Engels

jun 25, 2021
admin

Longen en ademhalingsstelsel

(Longen en ademhalingsstelsel)

Wakker of slapend, we hoeven niet na te denken over ademhaling: het is zo noodzakelijk voor het leven dat het automatisch gebeurt. Elke dag halen we ongeveer 20.000 keer adem, en tegen de tijd dat we 70 zijn zullen we minstens 600 miljoen keer hebben ingeademd.

Ademhaling kan niet plaatsvinden zonder de hulp van het ademhalingsstelsel, dat de neus, keel, strottenhoofd, luchtpijp en longen omvat. Telkens als we ademen, nemen we zuurstofrijke lucht op via onze neus en mond, en vullen en legen onze longen zich. En zelfs als de lucht die we inademen vuil of vervuild is, kan ons ademhalingssysteem zich verdedigen tegen vreemde stoffen en organismen die via onze neus en mond binnenkomen. Verontreinigingen worden weer uitgeademd, opgehoest, doorgeslikt, via de darmen uitgescheiden, of vernietigd door maagsappen of opgegeten door macrofagen, een type bloedcel dat het lichaam afstruint op zoek naar ziektekiemen om te vernietigen.

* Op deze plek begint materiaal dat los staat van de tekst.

// =============================================================================
// Unit Tests
// =============================================================================

#[cfg(test)]
mod tests {
    use super::*;
    use crate::browse::TRENDING_TITLE;
    use crate::storage::{KeyValueStore, MemoryStore, WatchStore};
    use chrono::TimeZone;

    fn movie(id: &str, views: u64) -> Movie {
        Movie {
            id: id.into(),
            title: format!("Movie {}", id),
            synopsis: String::new(),
            genres: vec!["Action".into()],
            cast: Vec::new(),
            release_year: 2020,
            runtime: 100,
            poster_url: String::new(),
            video_url: format!("http://cdn/{}.mp4", id),
            language: "English".into(),
            subtitles: Vec::new(),
            view_count: views,
            created_at: Utc.with_ymd_and_hms(2024, 1, 1, 0, 0, 0).unwrap(),
        }
    }

    fn app() -> App {
        let store: Box<dyn KeyValueStore + Send> = Box::new(MemoryStore::new());
        let mut app = App::new(
            CatalogClient::with_base_url("http://127.0.0.1:9"),
            WatchStore::new(store),
            PlayerType::Mpv,
        );
        app.actions.clear();
        app
    }

    fn key(code: KeyCode) -> KeyEvent {
        KeyEvent::new(code, KeyModifiers::empty())
    }

    fn loaded_app() -> App {
        let mut app = app();
        app.apply(AppEvent::Home {
            movies: Ok(vec![movie("a", 100), movie("b", 50), movie("c", 200)]),
            genres: Ok(vec![Genre {
                id: "g1".into(),
                name: "Action".into(),
                slug: "action".into(),
            }]),
        });
        app
    }

    // -------------------------------------------------------------------------
    // ListState Tests
    // -------------------------------------------------------------------------

    #[test]
    fn test_list_state_navigation() {
        let mut list = ListState::new(5);
        list.down();
        list.down();
        assert_eq!(list.selected, 2);
        list.page_down(10);
        assert_eq!(list.selected, 4);
        list.down();
        assert_eq!(list.selected, 4);
        list.up();
        assert_eq!(list.selected, 3);
        list.first();
        assert_eq!(list.selected, 0);
        list.up();
        assert_eq!(list.selected, 0);
    }

    #[test]
    fn test_list_state_set_len() {
        let mut list = ListState::new(10);
        list.selected = 8;
        list.set_len(5);
        assert_eq!(list.selected, 4);
        list.set_len(0);
        assert_eq!(list.selected, 0);
    }

    // -------------------------------------------------------------------------
    // Home Tests
    // -------------------------------------------------------------------------

    #[test]
    fn test_new_app_queues_home_load() {
        let store: Box<dyn KeyValueStore + Send> = Box::new(MemoryStore::new());
        let app = App::new(
            CatalogClient::with_base_url("http://127.0.0.1:9"),
            WatchStore::new(store),
            PlayerType::Mpv,
        );
        assert_eq!(app.actions, vec![Action::LoadHome]);
        assert!(app.home.loading.is_loading());
    }

    #[test]
    fn test_home_feed_applied() {
        let app = loaded_app();
        let ids: Vec<_> = app.home.carousel.items().iter().map(|m| m.id.as_str()).collect();
        assert_eq!(ids, vec!["c", "a", "b"]);
        assert_eq!(app.home.feed.rows[0].title, TRENDING_TITLE);
        assert!(!app.home.loading.is_loading());
    }

    #[test]
    fn test_home_genre_failure_degrades() {
        let mut app = app();
        app.apply(AppEvent::Home {
            movies: Ok(vec![movie("a", 1)]),
            genres: Err(CatalogError::Server(500)),
        });
        assert_eq!(app.home.carousel.len(), 1);
        assert!(app.home.feed.rows.iter().all(|r| r.title != "Action"));
    }

    #[test]
    fn test_home_movies_failure_shows_error() {
        let mut app = app();
        app.apply(AppEvent::Home {
            movies: Err(CatalogError::Server(503)),
            genres: Ok(Vec::new()),
        });
        assert!(app.home.loading.is_error());
        assert!(app.home.feed.is_empty());
    }

    #[test]
    fn test_carousel_keys() {
        let mut app = loaded_app();
        app.handle_key(key(KeyCode::Right));
        assert_eq!(app.home.carousel.current_index(), 1);
        app.handle_key(key(KeyCode::Left));
        app.handle_key(key(KeyCode::Left));
        assert_eq!(app.home.carousel.current_index(), 2);
        app.handle_key(key(KeyCode::Char('1')));
        assert_eq!(app.home.carousel.current_index(), 0);
        // Out of range dot is ignored
        app.handle_key(key(KeyCode::Char('5')));
        assert_eq!(app.home.carousel.current_index(), 0);
    }

    #[test]
    fn test_carousel_auto_advance_only_on_home() {
        let mut app = loaded_app();
        let start = Instant::now();
        app.tick(start);
        app.tick(start + Duration::from_secs(5));
        assert_eq!(app.home.carousel.current_index(), 1);

        app.navigate(AppState::Search);
        app.tick(start + Duration::from_secs(30));
        assert!(app.home.timer.is_none());
        assert_eq!(app.home.carousel.current_index(), 1);
    }

    #[test]
    fn test_poll_timeout_stops_at_next_advance() {
        let mut app = loaded_app();
        let max = Duration::from_millis(100);
        let start = Instant::now();
        app.tick(start);

        assert_eq!(app.poll_timeout(start, max), max);
        let almost = start + Duration::from_millis(4_960);
        assert_eq!(app.poll_timeout(almost, max), Duration::from_millis(40));

        app.navigate(AppState::Search);
        assert_eq!(app.poll_timeout(almost, max), max);
    }

    #[test]
    fn test_row_navigation_and_open() {
        let mut app = loaded_app();
        app.handle_key(key(KeyCode::Down));
        app.handle_key(key(KeyCode::Right));
        assert_eq!(app.home.selected_movie().map(|m| m.id.as_str()), Some("a"));

        app.handle_key(key(KeyCode::Enter));
        assert_eq!(app.state, AppState::Detail);
        assert_eq!(app.actions, vec![Action::LoadMovie("a".into())]);
        assert!(app.detail.movie.is_some());
    }

    // -------------------------------------------------------------------------
    // Search Tests
    // -------------------------------------------------------------------------

    #[test]
    fn test_search_editing() {
        let mut search = SearchView::new(2024);
        for c in "héllo".chars() {
            search.insert(c);
        }
        assert_eq!(search.cursor, 5);
        search.cursor_left();
        search.cursor_left();
        search.insert('X');
        assert_eq!(search.form.query, "hélXlo");
        search.backspace();
        search.cursor_home();
        search.delete();
        assert_eq!(search.form.query, "éllo");
        search.cursor_end();
        assert_eq!(search.split_at_cursor(), ("éllo", ""));
    }

    #[test]
    fn test_filter_without_text_sends_nothing() {
        let mut app = app();
        app.search.genres = vec![Genre {
            id: "g1".into(),
            name: "Action".into(),
            slug: "action".into(),
        }];
        app.focus_search();
        app.handle_key(key(KeyCode::Tab));
        assert_eq!(app.search.form.genre.as_deref(), Some("Action"));
        assert!(app.actions.is_empty());
        assert!(app.search.form.state.message().is_some());
    }

    #[test]
    fn test_search_submit_and_stale_reply() {
        let mut app = app();
        app.focus_search();
        assert_eq!(app.actions, vec![Action::LoadGenres]);
        app.actions.clear();
        for c in "heat".chars() {
            app.handle_key(key(KeyCode::Char(c)));
        }
        app.handle_key(key(KeyCode::Enter));
        let first = SearchQuery::compose("heat", None, None).unwrap();
        assert_eq!(app.actions, vec![Action::Search(first.clone())]);

        // A year filter re-issues; the first reply is then stale
        app.handle_key(key(KeyCode::Char('y')));
        let second = app.search.pending.clone().unwrap();
        assert!(!app.search.apply(&first, Ok(vec![movie("x", 1)])));
        assert!(app.search.apply(&second, Ok(vec![movie("y", 1)])));
        assert_eq!(app.search.selected_movie().map(|m| m.id.as_str()), Some("y"));
    }

    #[test]
    fn test_year_cycle_wraps_to_none() {
        let mut search = SearchView::new(2024);
        assert_eq!(search.years.len(), YEAR_FILTER_SPAN as usize);
        search.cycle_year();
        assert_eq!(search.form.year, Some(2024));
        for _ in 0..YEAR_FILTER_SPAN {
            search.cycle_year();
        }
        assert_eq!(search.form.year, None);
    }

    // -------------------------------------------------------------------------
    // Detail Tests
    // -------------------------------------------------------------------------

    #[test]
    fn test_missing_movie_returns_home_with_notice() {
        let mut app = loaded_app();
        app.open_movie(movie("gone", 0));
        app.apply(AppEvent::Movie {
            id: "gone".into(),
            result: Err(CatalogError::NotFound),
        });
        assert_eq!(app.state, AppState::Home);
        assert_eq!(app.notice.as_deref(), Some(MOVIE_NOT_FOUND));
        assert!(app.nav_stack.is_empty());
    }

    #[test]
    fn test_watchlist_toggle_key() {
        let mut app = loaded_app();
        app.open_movie(movie("a", 0));
        app.handle_key(key(KeyCode::Char('w')));
        assert!(app.detail.in_watchlist);
        assert!(app.store.is_in_watchlist("a"));
        app.handle_key(key(KeyCode::Char('w')));
        assert!(!app.store.is_in_watchlist("a"));
    }

    #[test]
    fn test_play_queues_history_and_launch_with_resume() {
        let mut app = loaded_app();
        app.store.save_progress("a", 42.0).unwrap();
        app.open_movie(movie("a", 0));
        app.actions.clear();

        app.handle_key(key(KeyCode::Char('p')));
        assert_eq!(app.state, AppState::Playing);
        assert_eq!(app.actions[0], Action::RecordPlay("a".into()));
        match &app.actions[1] {
            Action::Launch { start_at, .. } => assert_eq!(*start_at, Some(42.0)),
            other => panic!("unexpected action {:?}", other),
        }
        let playing = app.playing.as_ref().unwrap();
        assert_eq!(playing.resume_notice().as_deref(), Some("Resumed from 00:42"));
    }

    #[test]
    fn test_vlc_play_starts_from_beginning() {
        let mut app = loaded_app();
        app.player_type = PlayerType::Vlc;
        app.store.save_progress("a", 42.0).unwrap();
        app.open_movie(movie("a", 0));
        assert_eq!(app.detail.resume_at, None);
        app.actions.clear();

        app.handle_key(key(KeyCode::Char('p')));
        match &app.actions[1] {
            Action::Launch { start_at, .. } => assert_eq!(*start_at, None),
            other => panic!("unexpected action {:?}", other),
        }
        assert!(app.playing.as_ref().unwrap().resume_notice().is_none());
    }

    #[test]
    fn test_stop_keeps_saved_progress() {
        let mut app = loaded_app();
        app.store.save_progress("a", 42.0).unwrap();
        app.open_movie(movie("a", 0));
        app.handle_key(key(KeyCode::Enter));
        app.handle_key(key(KeyCode::Char('s')));
        assert_eq!(app.state, AppState::Detail);
        assert!(app.playing.is_none());
        assert_eq!(app.detail.resume_at, Some(42.0));
    }

    // -------------------------------------------------------------------------
    // Admin Tests
    // -------------------------------------------------------------------------

    #[test]
    fn test_admin_without_token_prompts() {
        let mut app = app();
        app.handle_key(key(KeyCode::Char('a')));
        assert_eq!(app.state, AppState::AdminLogin);
        assert_eq!(app.input_mode, InputMode::Editing);

        app.handle_key(key(KeyCode::Enter));
        assert_eq!(app.error.as_deref(), Some("Please enter admin token"));
        assert!(app.actions.is_empty());
    }

    #[test]
    fn test_admin_with_stored_token_validates() {
        let mut app = app();
        app.store.set_admin_token("secret").unwrap();
        app.handle_key(key(KeyCode::Char('a')));
        assert_eq!(app.state, AppState::Admin);
        assert_eq!(
            app.actions,
            vec![Action::CheckAdmin {
                token: "secret".into(),
                remember: false
            }]
        );

        app.apply(AppEvent::AdminChecked {
            result: Err(CatalogError::Auth {
                status: 403,
                message: "Invalid admin token".into(),
            }),
            remember: false,
        });
        assert_eq!(app.state, AppState::AdminLogin);
        assert_eq!(app.error.as_deref(), Some("Invalid admin token"));
    }

    #[test]
    fn test_genre_form_slug_follows_name() {
        let mut form = GenreForm::default();
        for c in "Film Noir".chars() {
            form.insert(c);
        }
        assert_eq!(form.slug, "film-noir");

        form.toggle_field();
        form.insert('x');
        assert_eq!(form.slug, "film-noirx");
        form.toggle_field();
        form.insert('!');
        assert_eq!(form.slug, "film-noirx");

        let genre = form.to_new_genre().unwrap();
        assert_eq!(genre.name, "Film Noir!");
        assert_eq!(genre.slug, "film-noirx");
    }

    #[test]
    fn test_genre_form_requires_name() {
        assert!(GenreForm::default().to_new_genre().is_err());
    }

    #[test]
    fn test_genre_create_failure_keeps_form() {
        let mut app = app();
        app.admin.form = Some(GenreForm {
            name: "Drama".into(),
            slug: "drama".into(),
            ..GenreForm::default()
        });
        app.state = AppState::Admin;
        app.input_mode = InputMode::Editing;
        app.apply(AppEvent::GenreCreated(Err(CatalogError::Validation(
            "Genre already exists".into(),
        ))));
        assert!(app.error.is_some());
        assert_eq!(app.admin.form.as_ref().map(|f| f.name.as_str()), Some("Drama"));
        assert_eq!(app.input_mode, InputMode::Editing);
    }

    // -------------------------------------------------------------------------
    // App Navigation Tests
    // -------------------------------------------------------------------------

    #[test]
    fn test_app_navigation() {
        let mut app = app();
        app.navigate(AppState::Search);
        app.navigate(AppState::Search);
        assert_eq!(app.nav_stack.len(), 1);
        app.navigate(AppState::Detail);
        assert!(app.back());
        assert_eq!(app.state, AppState::Search);
        assert!(app.back());
        assert!(!app.back());
        assert_eq!(app.state, AppState::Home);
    }

    #[test]
    fn test_app_quit_keys() {
        let mut app = app();
        app.handle_key(key(KeyCode::Char('q')));
        assert!(!app.running);

        let mut app = self::app();
        app.handle_key(KeyEvent::new(KeyCode::Char('c'), KeyModifiers::CONTROL));
        assert!(!app.running);
    }

    #[test]
    fn test_escape_leaves_editing_first() {
        let mut app = app();
        app.handle_key(key(KeyCode::Char('/')));
        assert_eq!(app.state, AppState::Search);
        assert_eq!(app.input_mode, InputMode::Editing);
        // 'q' is text while editing
        app.handle_key(key(KeyCode::Char('q')));
        assert!(app.running);
        app.handle_key(key(KeyCode::Esc));
        assert_eq!(app.input_mode, InputMode::Normal);
        assert_eq!(app.state, AppState::Search);
        app.handle_key(key(KeyCode::Esc));
        assert_eq!(app.state, AppState::Home);
    }
}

Als we niet ademhaalden, konden we niet leven. Het is een van de belangrijkste functies van het lichaam.

Wat zijn de longen en het ademhalingsstelsel?

Aan het begin van het ademhalingsstelsel zuigen de neusgaten (ook wel de nares genoemd) lucht naar binnen, waar het wordt verwarmd en bevochtigd. Kleine haartjes, trilhaartjes genoemd, beschermen de neusholten en andere delen van de luchtwegen en filteren stof en andere deeltjes die via de ingeademde lucht in de neus terechtkomen.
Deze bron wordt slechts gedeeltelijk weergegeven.